Predictive maintenance (also known as ‘condition/health monitoring’) refers to the intelligent monitoring of equipment to avoid future failures. In contrast to conventional preventive maintenance, the maintenance schedule is not determined by a prescribed timeline; instead, it is determined by analytic algorithms, such as machine learning, using data collected from equipment sensors and/or via simulation.
Predictive maintenance offers the following benefits for operators and equipment manufacturers:
– reduces equipment downtime by identifying issues before failure, thereby enabling convenient scheduling of equipment service and extending equipment lifetime
– determines the root cause of the failure, enabling appropriate service to be performed without utilising resources to determine a diagnosis
– avoids the unnecessary costs of maintenance and unexpected failures
– improves safety and product quality.
Algorithms and data are critical to predictive maintenance success. Sensor data is first preprocessed using advanced statistical and signal processing techniques; it is then combined with predictive modelling techniques, such as machine learning, to estimate equipment health.

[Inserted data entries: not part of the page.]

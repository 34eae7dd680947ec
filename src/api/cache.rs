use anyhow::{Context, Result};
use std::collections::HashMap;
use std::path::{Path, PathBuf};
use std::sync::Mutex;

/// Coordinates are quantized to 1e-5 degrees (~1 m) before lookup
const QUANTUM: f64 = 1e5;

/// Cache key: (lat, lon) rounded to a fixed grid
#[derive(Debug, Clone, Copy, PartialEq, Eq, Hash, PartialOrd, Ord)]
pub struct QuantizedKey {
    pub lat: i64,
    pub lon: i64,
}

impl QuantizedKey {
    pub fn new(lat: f64, lon: f64) -> Self {
        Self {
            lat: (lat * QUANTUM).round() as i64,
            lon: (lon * QUANTUM).round() as i64,
        }
    }

    fn encode(&self) -> String {
        format!("{}:{}", self.lat, self.lon)
    }

    fn decode(s: &str) -> Option<Self> {
        let (lat, lon) = s.split_once(':')?;
        Some(Self {
            lat: lat.parse().ok()?,
            lon: lon.parse().ok()?,
        })
    }
}

/// Key-value store for elevations, shared across worker threads
pub trait ElevationCache: Send + Sync {
    fn get(&self, key: &QuantizedKey) -> Option<f64>;
    fn put(&self, key: QuantizedKey, elevation: f64);
}

/// Process-local cache
#[derive(Debug, Default)]
pub struct MemoryCache {
    entries: Mutex<HashMap<QuantizedKey, f64>>,
}

impl MemoryCache {
    pub fn len(&self) -> usize {
        self.entries.lock().map(|e| e.len()).unwrap_or(0)
    }

    pub fn is_empty(&self) -> bool {
        self.len() == 0
    }
}

impl ElevationCache for MemoryCache {
    fn get(&self, key: &QuantizedKey) -> Option<f64> {
        self.entries.lock().ok()?.get(key).copied()
    }

    fn put(&self, key: QuantizedKey, elevation: f64) {
        if let Ok(mut entries) = self.entries.lock() {
            entries.insert(key, elevation);
        }
    }
}

/// Cache persisted as a JSON object on disk, so re-runs skip known points
///
/// Entries are held in memory and written back by [`JsonFileCache::flush`].
#[derive(Debug)]
pub struct JsonFileCache {
    path: PathBuf,
    inner: MemoryCache,
}

impl JsonFileCache {
    /// Open a cache file; a missing file starts empty
    pub fn open(path: &Path) -> Result<Self> {
        let inner = MemoryCache::default();

        if path.exists() {
            let contents = std::fs::read_to_string(path)
                .with_context(|| format!("Failed to read elevation cache: {}", path.display()))?;
            let raw: HashMap<String, f64> = serde_json::from_str(&contents)
                .with_context(|| format!("Failed to parse elevation cache: {}", path.display()))?;
            for (key, value) in raw {
                if let Some(key) = QuantizedKey::decode(&key) {
                    inner.put(key, value);
                }
            }
        }

        Ok(Self {
            path: path.to_path_buf(),
            inner,
        })
    }

    pub fn flush(&self) -> Result<()> {
        let raw: std::collections::BTreeMap<String, f64> = self
            .inner
            .entries
            .lock()
            .map_err(|_| anyhow::anyhow!("elevation cache lock poisoned"))?
            .iter()
            .map(|(k, v)| (k.encode(), *v))
            .collect();

        if let Some(parent) = self.path.parent() {
            std::fs::create_dir_all(parent)?;
        }
        std::fs::write(&self.path, serde_json::to_string(&raw)?)
            .with_context(|| format!("Failed to write elevation cache: {}", self.path.display()))
    }

    pub fn len(&self) -> usize {
        self.inner.len()
    }

    pub fn is_empty(&self) -> bool {
        self.inner.is_empty()
    }
}

impl ElevationCache for JsonFileCache {
    fn get(&self, key: &QuantizedKey) -> Option<f64> {
        self.inner.get(key)
    }

    fn put(&self, key: QuantizedKey, elevation: f64) {
        self.inner.put(key, elevation);
    }
}

impl<C: ElevationCache + ?Sized> ElevationCache for std::sync::Arc<C> {
    fn get(&self, key: &QuantizedKey) -> Option<f64> {
        (**self).get(key)
    }

    fn put(&self, key: QuantizedKey, elevation: f64) {
        (**self).put(key, elevation);
    }
}

#[cfg(test)]
mod tests {
    use super::*;
    use tempfile::tempdir;

    #[test]
    fn test_quantized_key_merges_nearby_points() {
        assert_eq!(
            QuantizedKey::new(-23.550001, -46.630001),
            QuantizedKey::new(-23.550003, -46.629998)
        );
        assert_ne!(
            QuantizedKey::new(-23.55, -46.63),
            QuantizedKey::new(-23.5501, -46.63)
        );
    }

    #[test]
    fn test_memory_cache() {
        let cache = MemoryCache::default();
        let key = QuantizedKey::new(1.0, 2.0);
        assert_eq!(cache.get(&key), None);
        cache.put(key, 12.5);
        assert_eq!(cache.get(&key), Some(12.5));
        assert_eq!(cache.len(), 1);
    }

    #[test]
    fn test_json_file_cache_persists() {
        let dir = tempdir().unwrap();
        let path = dir.path().join("cache").join("elevation.json");

        let cache = JsonFileCache::open(&path).unwrap();
        assert!(cache.is_empty());
        cache.put(QuantizedKey::new(-23.55, -46.63), 760.25);
        cache.flush().unwrap();

        let reopened = JsonFileCache::open(&path).unwrap();
        assert_eq!(reopened.len(), 1);
        assert_eq!(
            reopened.get(&QuantizedKey::new(-23.55, -46.63)),
            Some(760.25)
        );
    }
}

Once tested, predictive maintenance algorithms may be used in an operational setting within an IT environment, such as a server or cloud. Alternatively, algorithms may be implemented in an embedded system directly on the equipment, allowing for faster response times and significantly reducing the amount of data sent over the network.
Willingham, D and Xie, Y, 2017. Predictive maintenance modelling for bearing-based equipment, in Proceedings Iron Ore 2017, pp 627–630 (The Australasian Institute of Mining and Metallurgy: Melbourne).